A slaughter of Tamils

April 13, 2009

The Sri Lankan government is intensifying its ongoing war on the country's Tamil minority with a new assault on alleged fighters of the Liberation Tigers of Tamil Eelam--or "Tamil Tigers"--inside a "safety zone" in the country's Vanni region that had been set up as a haven for civilians.

In recent weeks, the government has reportedly pushed Tamil rebels--who have been fighting the government since the 1980s--out of urban areas into a small pocket of land. The escalation of violence has had a devastating impact on civilians, putting "more than a quarter of a million civilians at great risk," according to Yolanda Foster, Amnesty International's Sri Lanka researcher.

Sri Lankan President Mahinda Rajapaksa has so far rejected the possibility of a cease-fire and called on the rebels to surrender, despite the reports of mounting civilian casualties.

Here, we reprint a statement by Concerned South Asian Citizens calling on the Sri Lankan government to stop the slaughter, and for the international community to intervene.

WE ARE appalled at reports of mass deaths of Sri Lankan Tamils trapped in a small area of the Vanni region in northern Sri Lanka.

Both electronic and print media have reported the death of over 700 Tamils in the last couple days, with only a section of them being identified as Liberation Tigers of Tamil Eelam (LTTE, or "Tamil Tigers") cadres, meaning therefore that a vast number of those killed are civilians trapped in the area. There are serious apprehensions that a thermobaric bomb--a bomb that uses a fuel-air explosive capable of creating overpressures equal to an atomic bomb--has been used in this mass killing.

For the last several weeks, we have expressed our concerns about this imminent massacre. In fact, we pointed out that the possibility of almost close to 150,000 Tamilians getting affected was not just most probable, but real. We also pointed out that the Sri Lankan government had been dangling this as the fruit of its declared "war on terror" as the "final victory"--and that the government was pushing for the "final solution" before the soon-to-ensue Sinhala New Years Day, falling on April 14, 2009.

Sri Lankan soldiers preparing for a raid on the village of Palampeddi
Sri Lankan soldiers preparing for a raid on the village of Palampeddi

Our worst fears are turning true. The sheer scale of artillery and explosive attacks and the massive deaths of Tamils points to the situation of the Vanni region becoming the graveyard for thousands of Tamil civilians. Now the possible usage of thermobaric bomb by the mindless Sri Lankan army and government has taken the situation beyond limits. Sri Lankan President Rajapaksa himself has threatened a "complete rout and annihilation" of Tamils.

Sri Lanka has turned into a terror state, though [the government] keeps blaming the LTTE as a terrorist outfit. The brazen and insulting manner by which Sri Lankan authorities have attacked any person or agency seeking accountability of the Sri Lankan government to human rights standards can be gauged by the fact that several British parliamentarians were forced to take up the issue of being branded terrorists by the Sri Lankan officials in a debate in the UK House of Commons! Even former UN High Commissioner for Human Rights Louise Arbor and UN Special Rapporteur on Extra-judicial, Summary or Arbitrary Executions Philip Alston were not spared.

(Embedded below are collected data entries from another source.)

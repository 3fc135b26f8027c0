use byteorder::{ByteOrder, LE};
use culpa::{throw, throws};
use log::debug;
use thiserror::Error;

use super::hash::pattern_hash;
use super::header::write_header;
use super::layout::BlockShape;
use super::table::{MatchTable, MatchTables};
use super::token::{missing_row, remaining_rows, Token, PAIRS, TRIPLES};
use super::{CELL_BYTES, CELL_DIM, HEADER_SIZE, MAX_DISTANCE, ROW_BYTES};

/// Errors when compressing a block.
#[derive(Clone, Copy, Debug, Eq, PartialEq, Hash, Error)]
pub enum CompressError {
    #[error("input is {len} bytes but the declared shape is {rows}x{cols}")]
    InputShapeMismatch { len: usize, rows: u32, cols: u32 },
    #[error("blocks below 16 bytes don't have a single full cell; hand them to a linear codec instead")]
    InputTooSmall,
    #[error("output buffer holds {0} bytes but this block needs at least {1} to even start")]
    OutputTooSmall(usize, usize),
    #[error("compressed stream would outgrow the output buffer; the block is not compressible enough")]
    OutputOverflow,
}
type Error = CompressError; // do it this way for better docs

/// Worst-case compressed size for a block of this shape: the header, one
/// token byte per cell and every input byte spelled out literally.
///
/// An output buffer of this size makes [`compress`] immune to
/// [`OutputOverflow`](CompressError::OutputOverflow).
pub fn compress_bound(shape: BlockShape) -> usize {
    HEADER_SIZE + shape.cell_count() + shape.len()
}

/// Compress one block, allocating the match tables on the stack.
///
/// Returns the total number of bytes written, header included. On any error
/// the output buffer contents are unspecified and must be discarded.
#[throws]
pub fn compress(input: &[u8], shape: BlockShape, output: &mut [u8]) -> usize {
    compress_with_tables(input, shape, &mut MatchTables::default(), output)?
}

/// Compress one block using caller-owned match tables.
///
/// The tables are cleared on entry — a block stream is a function of the
/// block alone, never of what was compressed before it — so reuse buys only
/// the 48KiB of stack traffic, not warm state.
#[throws]
pub fn compress_with_tables(
    input: &[u8],
    shape: BlockShape,
    tables: &mut MatchTables,
    output: &mut [u8],
) -> usize {
    if input.len() != shape.len() {
        debug!("rejecting encode: {} input bytes for a {}x{} block", input.len(), shape.rows, shape.cols);
        throw!(Error::InputShapeMismatch { len: input.len(), rows: shape.rows, cols: shape.cols });
    }
    if input.len() < CELL_BYTES {
        throw!(Error::InputTooSmall);
    }
    let min_output = HEADER_SIZE + shape.cell_count() + CELL_BYTES;
    if output.len() < min_output {
        debug!("rejecting encode: output buffer {} below minimum {}", output.len(), min_output);
        throw!(Error::OutputTooSmall(output.len(), min_output));
    }

    tables.reset();

    write_header(shape, output);
    let mut op = HEADER_SIZE;

    let cols = shape.cols as usize;
    for cell in shape.cells() {
        if cell.is_padded() {
            // raw row-by-row copy, no token; the decoder re-derives the
            // extent from the header shape
            for r in 0..cell.pad_rows {
                let row = &input[cell.origin + r * cols..][..cell.pad_cols];
                op = emit(output, op, row)?;
            }
            continue;
        }

        let bytes = read_cell(input, cols, cell.origin);
        // offsets in the tables and in emitted records are all relative to
        // the end of the header
        let anchor = (op - HEADER_SIZE) as u32;

        if bytes.iter().all(|&b| b == bytes[0]) {
            op = emit(output, op, &[Token::AllEqual.encode(), bytes[0]])?;
            continue;
        }

        let cell_hash = pattern_hash(&bytes);
        if let Some(offset) = accept(&tables.cell, cell_hash, anchor, &bytes, &output[..op]) {
            op = emit_match(output, op, Token::CellMatch, offset, &[])?;
            continue;
        }

        if let Some(new_op) = try_rows(&bytes, anchor, tables, output, op)? {
            op = new_op;
            continue;
        }

        // literal fallback seeds the cell table with the position the 16
        // bytes are about to occupy
        tables.cell.insert(cell_hash, anchor + 1);
        let mut record = [0u8; 1 + CELL_BYTES];
        record[0] = Token::Literal.encode();
        record[1..].copy_from_slice(&bytes);
        op = emit(output, op, &record)?;
    }

    op
}

/// Probe the row-triple and row-pair tables for a partial-cell match and
/// emit the first hit. Returns the advanced cursor, or `None` when the cell
/// has to fall back to a literal.
#[throws]
fn try_rows(
    bytes: &[u8; CELL_BYTES],
    anchor: u32,
    tables: &mut MatchTables,
    output: &mut [u8],
    op: usize,
) -> Option<usize> {
    for &triple in TRIPLES.iter() {
        let key = triple_key(bytes, triple);
        let hash = pattern_hash(&key);
        if let Some(offset) = accept(&tables.triple, hash, anchor, &key, &output[..op]) {
            let spare = row(bytes, missing_row(triple));
            return Some(emit_match(output, op, Token::TripleMatch { rows: triple }, offset, spare)?);
        }
        // a miss seeds the table with where the run's first row would land
        // in a literal record, but only for runs that are contiguous there
        if triple[1] == triple[0] + 1 && triple[2] == triple[1] + 1 {
            tables.triple.insert_if_vacant(hash, anchor + 1 + (triple[0] * ROW_BYTES) as u32);
        }
    }

    for &pair in PAIRS.iter() {
        let key = pair_key(bytes, pair);
        let hash = pattern_hash(&key);
        if let Some(offset) = accept(&tables.pair, hash, anchor, &key, &output[..op]) {
            let [a, b] = remaining_rows(pair);
            let mut spare = [0u8; 2 * ROW_BYTES];
            spare[..ROW_BYTES].copy_from_slice(row(bytes, a));
            spare[ROW_BYTES..].copy_from_slice(row(bytes, b));
            return Some(emit_match(output, op, Token::PairMatch { rows: pair }, offset, &spare)?);
        }
        if pair[1] == pair[0] + 1 {
            tables.pair.insert_if_vacant(hash, anchor + 1 + (pair[0] * ROW_BYTES) as u32);
        }
    }

    None
}

/// The acceptance rule. A table hit becomes a match only when the stored
/// offset lies strictly before the current record, within reach of a 16-bit
/// back-offset, and the bytes actually written there equal the candidate.
/// Anything else — including entries seeded for records that were never
/// emitted as literals — is a miss.
fn accept(table: &MatchTable, hash: usize, anchor: u32, pattern: &[u8], written: &[u8]) -> Option<u16> {
    let stored = table.lookup(hash)?;
    let distance = anchor.checked_sub(stored).filter(|&d| d > 0 && d < MAX_DISTANCE)?;
    let candidate = written.get(HEADER_SIZE + stored as usize..)?.get(..pattern.len())?;
    if candidate != pattern {
        return None;
    }
    Some(distance as u16)
}

/// Append bytes at the cursor, refusing to write anything on overflow.
#[throws]
fn emit(output: &mut [u8], op: usize, bytes: &[u8]) -> usize {
    let end = op + bytes.len();
    if end > output.len() {
        debug!("compressed stream reached {} bytes, past the {}-byte output buffer", end, output.len());
        throw!(Error::OutputOverflow);
    }
    output[op..end].copy_from_slice(bytes);
    end
}

/// Append a back-reference record: token, little-endian offset, then any
/// rows the match leaves to be spelled out.
#[throws]
fn emit_match(output: &mut [u8], op: usize, token: Token, offset: u16, spare_rows: &[u8]) -> usize {
    let mut record = [0u8; 3 + 2 * ROW_BYTES];
    record[0] = token.encode();
    LE::write_u16(&mut record[1..3], offset);
    record[3..3 + spare_rows.len()].copy_from_slice(spare_rows);
    emit(output, op, &record[..3 + spare_rows.len()])?
}

/// Gather a full cell's 16 bytes from its four block rows.
fn read_cell(input: &[u8], cols: usize, origin: usize) -> [u8; CELL_BYTES] {
    let mut bytes = [0u8; CELL_BYTES];
    for r in 0..CELL_DIM {
        bytes[r * ROW_BYTES..][..ROW_BYTES]
            .copy_from_slice(&input[origin + r * cols..][..ROW_BYTES]);
    }
    bytes
}

fn row(bytes: &[u8; CELL_BYTES], r: usize) -> &[u8] {
    &bytes[r * ROW_BYTES..][..ROW_BYTES]
}

fn triple_key(bytes: &[u8; CELL_BYTES], rows: [usize; 3]) -> [u8; 3 * ROW_BYTES] {
    let mut key = [0u8; 3 * ROW_BYTES];
    for (slot, &r) in rows.iter().enumerate() {
        key[slot * ROW_BYTES..][..ROW_BYTES].copy_from_slice(row(bytes, r));
    }
    key
}

fn pair_key(bytes: &[u8; CELL_BYTES], rows: [usize; 2]) -> [u8; 2 * ROW_BYTES] {
    let mut key = [0u8; 2 * ROW_BYTES];
    for (slot, &r) in rows.iter().enumerate() {
        key[slot * ROW_BYTES..][..ROW_BYTES].copy_from_slice(row(bytes, r));
    }
    key
}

The reality is that the Sri Lankan government has utilized the so-called "war on terror" as a cover to systematically destroy all democratic processes and institutions in Sri Lanka. The government and its minions have turned the state into a terror apparatus, crushing not just the Tamils, but also others challenging its actions. As a result, numerous non-Tamil, Sinhalese citizens have also fallen prey to the Sri Lankan terror state.

Journalists have been the major targets, with 19 reporters, both Tamil and Sinhala, being killed in the last two years; over 35 exiled, driven away from the country or silenced; and numerous publications closed down. The assassination of Lasantha Wickramathunge, editor of the Sunday Leader, a widely respected Sri Lankan weekly, in January highlights the fate of anyone challenging the ruling dispensation.


RESPECTED AND expert UN bodies have investigated and brought out reports about different aspects of the breakdown of democratic and judicial systems.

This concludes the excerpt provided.